Zacznę od szybkiego opisu:
27 lat
195 cm
103 kg ~18% fatu
I w sumie na ten moment takie proporcje mi odpowiadają, może z tych 18% będę powoli schodził, ale to z czasem. Na ten moment bardziej utrzymanie wagi, może małe wzrosty.
A wracając do tematu - mam problem z szamaniem węgli, odstraszają mnie nawet ich małe dawki, czasem nie daję rady wcisnąć jednego woreczka ryżu/kaszy do posiłku. I od razu wspomnę, że nie chcę się bawić w jakieś suple, gainery i szmery bajery, bo nigdy nie próbowałem i mnie nie kręci - ćwiczę for fun, tylko dla siebie, nie ma w tym nic "zawodowego".

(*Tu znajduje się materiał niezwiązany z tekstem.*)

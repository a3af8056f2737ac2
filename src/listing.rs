use chrono::NaiveDateTime;
use serde::{Deserialize, Serialize};
use serde_json::Value;

use crate::config::EngineConfig;
use crate::decimal::Money;
use crate::errors::Result;
use crate::repository;
use crate::store::Store;
use crate::types::{Application, Domain, Outcome, Status};

/// one page of a flattened collection
#[derive(Debug, Clone, PartialEq, Serialize, Deserialize)]
pub struct Page<T> {
    pub items: Vec<T>,
    /// 1-based page number this slice came from
    pub page: usize,
    pub total_pages: usize,
    pub total_items: usize,
    /// the source collection itself holds no records
    pub empty: bool,
    /// the filter produced zero results from a non-empty source
    pub no_match: bool,
}

/// flattened row for external consumption
#[derive(Debug, Clone, PartialEq, Serialize, Deserialize)]
pub struct ListedRecord {
    pub member_id: String,
    pub transaction_id: String,
    pub account_name: String,
    pub amount: Money,
    pub status: Status,
    pub submitted_display: String,
    pub decided_display: Option<String>,
    pub sort_key: NaiveDateTime,
}

impl ListedRecord {
    fn from_application(app: Application) -> Self {
        Self {
            member_id: app.header.member_id,
            transaction_id: app.header.transaction_id,
            account_name: app.header.channel_account_name,
            amount: app.header.amount,
            status: app.header.status,
            submitted_display: app.header.submitted_display,
            decided_display: None,
            sort_key: app.header.submitted_at,
        }
    }

    fn from_outcome(outcome: Outcome) -> Self {
        let mut record = Self::from_application(outcome.application);
        record.decided_display = Some(outcome.resolution.date_display);
        record.sort_key = outcome.resolution.decided_at;
        record
    }

    fn matches(&self, needle: &str) -> bool {
        let needle = needle.to_lowercase();
        self.member_id.to_lowercase().contains(&needle)
            || self.transaction_id.to_lowercase().contains(&needle)
            || self.account_name.to_lowercase().contains(&needle)
    }
}

/// walk a member -> transaction -> document subtree into leaf documents
fn flatten(tree: Option<Value>) -> Vec<Value> {
    let Some(Value::Object(members)) = tree else {
        return Vec::new();
    };
    members
        .into_iter()
        .filter_map(|(_, txns)| match txns {
            Value::Object(txns) => Some(txns),
            _ => None,
        })
        .flat_map(|txns| txns.into_iter().map(|(_, doc)| doc))
        .collect()
}

/// flatten a nested per-member collection into one ordered, filterable,
/// paginated sequence
///
/// Records that fail to decode are skipped; this is a read-only display
/// path and one malformed document must not hide the rest.
pub fn list(
    store: &impl Store,
    config: &EngineConfig,
    domain: Domain,
    status: Status,
    filter: &str,
    page: usize,
) -> Result<Page<ListedRecord>> {
    let docs = match status {
        Status::Pending => flatten(repository::pending_tree(store, domain)?),
        Status::Approved | Status::Rejected => {
            flatten(repository::outcome_tree(store, domain, status)?)
        }
    };

    let mut records: Vec<ListedRecord> = docs
        .into_iter()
        .filter_map(|doc| match status {
            Status::Pending => serde_json::from_value::<Application>(doc)
                .ok()
                .filter(|a| a.header.status == Status::Pending)
                .map(ListedRecord::from_application),
            _ => serde_json::from_value::<Outcome>(doc)
                .ok()
                .map(ListedRecord::from_outcome),
        })
        .collect();
    records.sort_by(|a, b| {
        (a.sort_key, &a.member_id, &a.transaction_id)
            .cmp(&(b.sort_key, &b.member_id, &b.transaction_id))
    });

    let empty = records.is_empty();
    let filter = filter.trim();
    let filtered: Vec<ListedRecord> = if filter.is_empty() {
        records
    } else {
        records.into_iter().filter(|r| r.matches(filter)).collect()
    };
    let no_match = !empty && !filter.is_empty() && filtered.is_empty();

    let total_items = filtered.len();
    let size = config.page_size.max(1);
    let total_pages = total_items.div_ceil(size);
    let page = page.max(1);
    let start = (page - 1).saturating_mul(size).min(total_items);
    let end = (start + size).min(total_items);

    Ok(Page {
        items: filtered[start..end].to_vec(),
        page,
        total_pages,
        total_items,
        empty,
        no_match,
    })
}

Dzienna dawka węgli lata wokół 500g, więc mam pytanie, czy pewną ich wartość można zredukować (oczywiście nie do minimum, ale do wartości ~350g), a resztę pobić tłuszczami z większej ilości ryb w diecie i różnej maści orzechów? Posiłki okołotreningowe oczywiście B+W, z małą ilością T.
Będzie to na dłuższą metę miało jakiekolwiek ręce i nogi?